Wjechał do rowu i poszedł spać. Miał 2,5 promila
Policjanci wyjaśniają okoliczności zdarzenia drogowego do którego doszło wczoraj w miejscowości Trzeszczany. W przydrożnym rowie odnaleziono uszkodzony pojazd, jednak kierowcy nie było na miejscu. Jak wynika z ustaleń policjantów kierowcą opla był 30-letni mieszkaniec tejże gminy, który był nietrzeźwy i uciekł z miejsca zdarzenia. Policjanci zastali mężczyznę jak spał na siedząco w ubraniu w swoim mieszkaniu. Miał w organizmie blisko 2,5 promila alkoholu w organizmie, został zatrzymany.
Do zdarzenia doszło wczoraj w miejscowości Trzeszczany. Policjanci zostali wezwani na miejsce gdyż w przydrożnym rowie stał uszkodzony pojazd marki Opel corsa i zachodziło podejrzenie, że kierowca pojazdu jest nietrzeźwy. Na miejscu funkcjonariusze zastali uszkodzone auto, jednak za kierownicą pojazdu nikogo nie było.

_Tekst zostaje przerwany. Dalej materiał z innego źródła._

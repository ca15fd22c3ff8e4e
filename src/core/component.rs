use ratatui::layout::Rect;
use ratatui::Frame;

use crate::core::command::Command;
use crate::core::message::Msg;

/// A piece of UI state driven by the event loop.
///
/// `update` is the only place state changes. Work that has to wait on the
/// network is described by the returned [`Command`] and its result comes
/// back later as another [`Msg`].
pub trait Component {
    fn init(&mut self) -> Command {
        Command::None
    }

    fn update(&mut self, msg: &Msg) -> Command;

    fn render(&self, frame: &mut Frame, area: Rect);
}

Według relacji świadków pojazdem poruszał się mieszkaniec tejże gminy. Policjanci pojechali do miejsca zamieszkania mężczyzny. 30-latek był w domu. Spał na siedząco w ubraniu. Kiedy policjanci próbowali go dobudzić stał się agresywny. Po zbadaniu jego stanu trzeźwości okazało się, że ma blisko 2,5 promila alkoholu w organizmie. Został zatrzymany w policyjnym areszcie. Teraz policjanci wyjaśniają wszelkie okoliczności tego zdarzenia.
E. K.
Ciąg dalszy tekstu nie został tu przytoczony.